* INPUT FOR THIS TASK:
//! Chain - A Rope of Reference-Counted Byte Blocks
//!
//! `Chain` is the buffer currency of the encode/decode pipeline: an ordered
//! sequence of immutable [`Bytes`] blocks behaving as one logical byte
//! string with cheap concatenation.
//!
//! ## Why a rope?
//!
//! Chunk payloads are assembled from many fragments (size vectors, field
//! buffers, record bytes) and torn back apart on read. Holding them as
//! `Bytes` blocks means:
//!
//! - appending a large buffer is a reference count bump, not a copy
//! - `substr` hands out zero-copy views
//! - a chunk's data can flow from the compressor to the hash to the file
//!   without flattening
//!
//! ## Copy threshold
//!
//! Fragments of up to [`MAX_BYTES_TO_COPY`] bytes are copied into an open
//! tail block instead of becoming blocks of their own, so chains of many
//! tiny appends stay compact. Larger fragments are shared by reference.
//!
//! ## Thread safety
//!
//! Blocks are atomically reference counted and may be shared across
//! threads; a `Chain` instance itself is single-owner and not
//! synchronized.

use std::collections::VecDeque;
use std::fmt;
use std::ops::Range;

use bytes::{Bytes, BytesMut};

/// Fragments at or under this size are copied instead of shared.
pub const MAX_BYTES_TO_COPY: usize = 255;

/// Capacity of freshly allocated tail blocks.
const TAIL_CAPACITY: usize = 4096;

/// An ordered sequence of immutable byte blocks acting as one byte string.
#[derive(Clone, Default)]
pub struct Chain {
    /// Closed blocks, in order.
    blocks: VecDeque<Bytes>,
    /// Open tail block absorbing small appends. Always logically last.
    tail: BytesMut,
    len: usize,
}

impl Chain {
    pub fn new() -> Self {
        Self::default()
    }

    pub fn len(&self) -> usize {
        self.len
    }

    pub fn is_empty(&self) -> bool {
        self.len == 0
    }

    pub fn clear(&mut self) {
        self.blocks.clear();
        self.tail.clear();
        self.len = 0;
    }

    /// Append a byte slice, copying it.
    ///
    /// Small slices coalesce into the tail block; larger ones get a block
    /// of their own.
    pub fn append_slice(&mut self, data: &[u8]) {
        if data.is_empty() {
            return;
        }
        if data.len() <= MAX_BYTES_TO_COPY {
            if self.tail.capacity() - self.tail.len() < data.len() {
                self.close_tail();
                self.tail.reserve(TAIL_CAPACITY);
            }
            self.tail.extend_from_slice(data);
        } else {
            self.close_tail();
            self.blocks.push_back(Bytes::copy_from_slice(data));
        }
        self.len += data.len();
    }

    /// Append shared bytes without copying (unless small enough to inline).
    pub fn append_bytes(&mut self, data: Bytes) {
        if data.len() <= MAX_BYTES_TO_COPY {
            self.append_slice(&data);
            return;
        }
        self.close_tail();
        self.len += data.len();
        self.blocks.push_back(data);
    }

    /// Append another chain; its blocks are shared, not copied.
    pub fn append_chain(&mut self, mut other: Chain) {
        other.close_tail();
        self.close_tail();
        self.len += other.len;
        self.blocks.append(&mut other.blocks);
    }

    /// Prepend a byte slice, copying it into a new front block.
    pub fn prepend_slice(&mut self, data: &[u8]) {
        if data.is_empty() {
            return;
        }
        self.len += data.len();
        self.blocks.push_front(Bytes::copy_from_slice(data));
    }

    /// Prepend shared bytes without copying.
    pub fn prepend_bytes(&mut self, data: Bytes) {
        if data.is_empty() {
            return;
        }
        self.len += data.len();
        self.blocks.push_front(data);
    }

    /// Prepend another chain in front of this one.
    pub fn prepend_chain(&mut self, mut other: Chain) {
        other.close_tail();
        self.len += other.len;
        while let Some(block) = other.blocks.pop_back() {
            self.blocks.push_front(block);
        }
    }

    /// The whole chain as one contiguous slice, if it already is one.
    pub fn try_flat(&self) -> Option<&[u8]> {
        match (self.blocks.len(), self.tail.is_empty()) {
            (0, true) => Some(&[]),
            (0, false) => Some(&self.tail),
            (1, true) => Some(&self.blocks[0]),
            _ => None,
        }
    }

    /// Flatten into a single `Bytes`. Zero-copy when already flat.
    pub fn to_bytes(&self) -> Bytes {
        if self.blocks.len() == 1 && self.tail.is_empty() {
            return self.blocks[0].clone();
        }
        let mut flat = BytesMut::with_capacity(self.len);
        for block in self.blocks() {
            flat.extend_from_slice(block);
        }
        flat.freeze()
    }

    /// A zero-copy sub-chain covering `range` of the logical bytes.
    ///
    /// # Panics
    ///
    /// Panics if the range is out of bounds or inverted.
    pub fn substr(&self, range: Range<usize>) -> Chain {
        assert!(range.start <= range.end && range.end <= self.len);
        let mut result = Chain::new();
        let mut skip = range.start;
        let mut take = range.end - range.start;
        for block in self.blocks.iter() {
            if take == 0 {
                break;
            }
            if skip >= block.len() {
                skip -= block.len();
                continue;
            }
            let end = (skip + take).min(block.len());
            result.append_bytes(block.slice(skip..end));
            take -= end - skip;
            skip = 0;
        }
        if take > 0 {
            let start = skip;
            result.append_slice(&self.tail[start..start + take]);
        }
        result
    }

    /// The blocks as shared handles, in order. Cheap for closed blocks;
    /// the open tail (if any) is copied once.
    pub fn share_blocks(&self) -> Vec<Bytes> {
        let mut shared: Vec<Bytes> = self.blocks.iter().cloned().collect();
        if !self.tail.is_empty() {
            shared.push(Bytes::copy_from_slice(&self.tail));
        }
        shared
    }

    /// Iterate over the blocks in order.
    pub fn blocks(&self) -> impl Iterator<Item = &[u8]> {
        self.blocks
            .iter()
            .map(|block| block.as_ref())
            .chain(std::iter::once(self.tail.as_ref()).filter(|tail: &&[u8]| !tail.is_empty()))
    }

    fn close_tail(&mut self) {
        if !self.tail.is_empty() {
            self.blocks.push_back(self.tail.split().freeze());
        }
    }
}

impl From<Bytes> for Chain {
    fn from(data: Bytes) -> Self {
        let mut chain = Chain::new();
        chain.append_bytes(data);
        chain
    }
}

impl From<Vec<u8>> for Chain {
    fn from(data: Vec<u8>) -> Self {
        Chain::from(Bytes::from(data))
    }
}

impl From<&[u8]> for Chain {
    fn from(data: &[u8]) -> Self {
        let mut chain = Chain::new();
        chain.append_slice(data);
        chain
    }
}

impl PartialEq for Chain {
    fn eq(&self, other: &Self) -> bool {
        self.len == other.len && self.to_bytes() == other.to_bytes()
    }
}

impl Eq for Chain {}

impl PartialEq<[u8]> for Chain {
    fn eq(&self, other: &[u8]) -> bool {
        self.len == other.len() && self.to_bytes().as_ref() == other
    }
}

impl PartialEq<&[u8]> for Chain {
    fn eq(&self, other: &&[u8]) -> bool {
        self == *other
    }
}

impl fmt::Debug for Chain {
    fn fmt(&self, f: &mut fmt::Formatter<'_>) -> fmt::Result {
        f.debug_struct("Chain")
            .field("len", &self.len)
            .field("blocks", &(self.blocks.len() + usize::from(!self.tail.is_empty())))
            .finish()
    }
}

#[cfg(test)]
mod tests {
    use super::*;

    // ---------------------------------------------------------------
    // Append / prepend
    // ---------------------------------------------------------------

    #[test]
    fn test_empty_chain() {
        let chain = Chain::new();
        assert_eq!(chain.len(), 0);
        assert!(chain.is_empty());
        assert_eq!(chain.try_flat(), Some(&[][..]));
        assert_eq!(chain.to_bytes(), Bytes::new());
    }

    #[test]
    fn test_append_slice_roundtrip() {
        let mut chain = Chain::new();
        chain.append_slice(b"hello ");
        chain.append_slice(b"world");
        assert_eq!(chain.len(), 11);
        assert_eq!(chain, &b"hello world"[..]);
    }

    #[test]
    fn test_small_appends_coalesce() {
        let mut chain = Chain::new();
        for _ in 0..100 {
            chain.append_slice(b"ab");
        }
        assert_eq!(chain.len(), 200);
        // All 100 fragments fit in one open tail block.
        assert_eq!(chain.blocks().count(), 1);
    }

    #[test]
    fn test_large_append_is_shared() {
        let big = Bytes::from(vec![7u8; 10_000]);
        let mut chain = Chain::new();
        chain.append_slice(b"head");
        chain.append_bytes(big.clone());
        assert_eq!(chain.len(), 10_004);
        // The large block is kept as-is, not copied into the tail.
        assert!(chain.blocks().any(|b| b.len() == 10_000));
    }

    #[test]
    fn test_append_at_copy_threshold() {
        let mut chain = Chain::new();
        chain.append_bytes(Bytes::from(vec![1u8; MAX_BYTES_TO_COPY]));
        chain.append_bytes(Bytes::from(vec![2u8; MAX_BYTES_TO_COPY + 1]));
        assert_eq!(chain.len(), 2 * MAX_BYTES_TO_COPY + 1);
        let flat = chain.to_bytes();
        assert_eq!(&flat[..MAX_BYTES_TO_COPY], &vec![1u8; MAX_BYTES_TO_COPY][..]);
        assert_eq!(&flat[MAX_BYTES_TO_COPY..], &vec![2u8; MAX_BYTES_TO_COPY + 1][..]);
    }

    #[test]
    fn test_prepend() {
        let mut chain = Chain::from(&b"world"[..]);
        chain.prepend_slice(b"hello ");
        assert_eq!(chain, &b"hello world"[..]);
    }

    #[test]
    fn test_append_chain() {
        let mut left = Chain::from(&b"left|"[..]);
        let right = Chain::from(&b"right"[..]);
        left.append_chain(right);
        assert_eq!(left, &b"left|right"[..]);
    }

    #[test]
    fn test_prepend_chain_keeps_order() {
        let mut chain = Chain::from(&b"tail"[..]);
        let mut front = Chain::new();
        front.append_bytes(Bytes::from(vec![b'a'; 300]));
        front.append_bytes(Bytes::from(vec![b'b'; 300]));
        chain.prepend_chain(front);
        let flat = chain.to_bytes();
        assert_eq!(&flat[..300], &vec![b'a'; 300][..]);
        assert_eq!(&flat[300..600], &vec![b'b'; 300][..]);
        assert_eq!(&flat[600..], b"tail");
    }

    // ---------------------------------------------------------------
    // Views
    // ---------------------------------------------------------------

    #[test]
    fn test_try_flat_single_block() {
        let chain = Chain::from(Bytes::from(vec![3u8; 1000]));
        assert_eq!(chain.try_flat().map(|s| s.len()), Some(1000));
    }

    #[test]
    fn test_try_flat_multi_block() {
        let mut chain = Chain::from(Bytes::from(vec![3u8; 1000]));
        chain.append_bytes(Bytes::from(vec![4u8; 1000]));
        assert!(chain.try_flat().is_none());
    }

    #[test]
    fn test_substr_within_one_block() {
        let chain = Chain::from(&b"hello world"[..]);
        assert_eq!(chain.substr(6..11), &b"world"[..]);
    }

    #[test]
    fn test_substr_across_blocks() {
        let mut chain = Chain::new();
        chain.append_bytes(Bytes::from(vec![b'x'; 300]));
        chain.append_bytes(Bytes::from(vec![b'y'; 300]));
        chain.append_slice(b"end");
        let sub = chain.substr(299..302);
        assert_eq!(sub, &b"xyy"[..]);
        let tail = chain.substr(600..603);
        assert_eq!(tail, &b"end"[..]);
    }

    #[test]
    fn test_substr_full_and_empty() {
        let chain = Chain::from(&b"abc"[..]);
        assert_eq!(chain.substr(0..3), chain);
        assert!(chain.substr(1..1).is_empty());
    }

    #[test]
    fn test_blocks_iteration_covers_everything() {
        let mut chain = Chain::new();
        chain.append_slice(b"small");
        chain.append_bytes(Bytes::from(vec![9u8; 999]));
        chain.append_slice(b"more");
        let total: usize = chain.blocks().map(|b| b.len()).sum();
        assert_eq!(total, chain.len());
    }

    #[test]
    fn test_clear() {
        let mut chain = Chain::from(&b"data"[..]);
        chain.clear();
        assert!(chain.is_empty());
        assert_eq!(chain.blocks().count(), 0);
    }

    #[test]
    fn test_clone_shares_blocks() {
        let big = Bytes::from(vec![5u8; 4096]);
        let mut chain = Chain::new();
        chain.append_bytes(big);
        let copy = chain.clone();
        assert_eq!(chain, copy);
    }
}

* TO DO:
Copy out each line of the data where the string "already" appears.

* TASK RESULT:
    /// The whole chain as one contiguous slice, if it already is one.
    /// Flatten into a single `Bytes`. Zero-copy when already flat.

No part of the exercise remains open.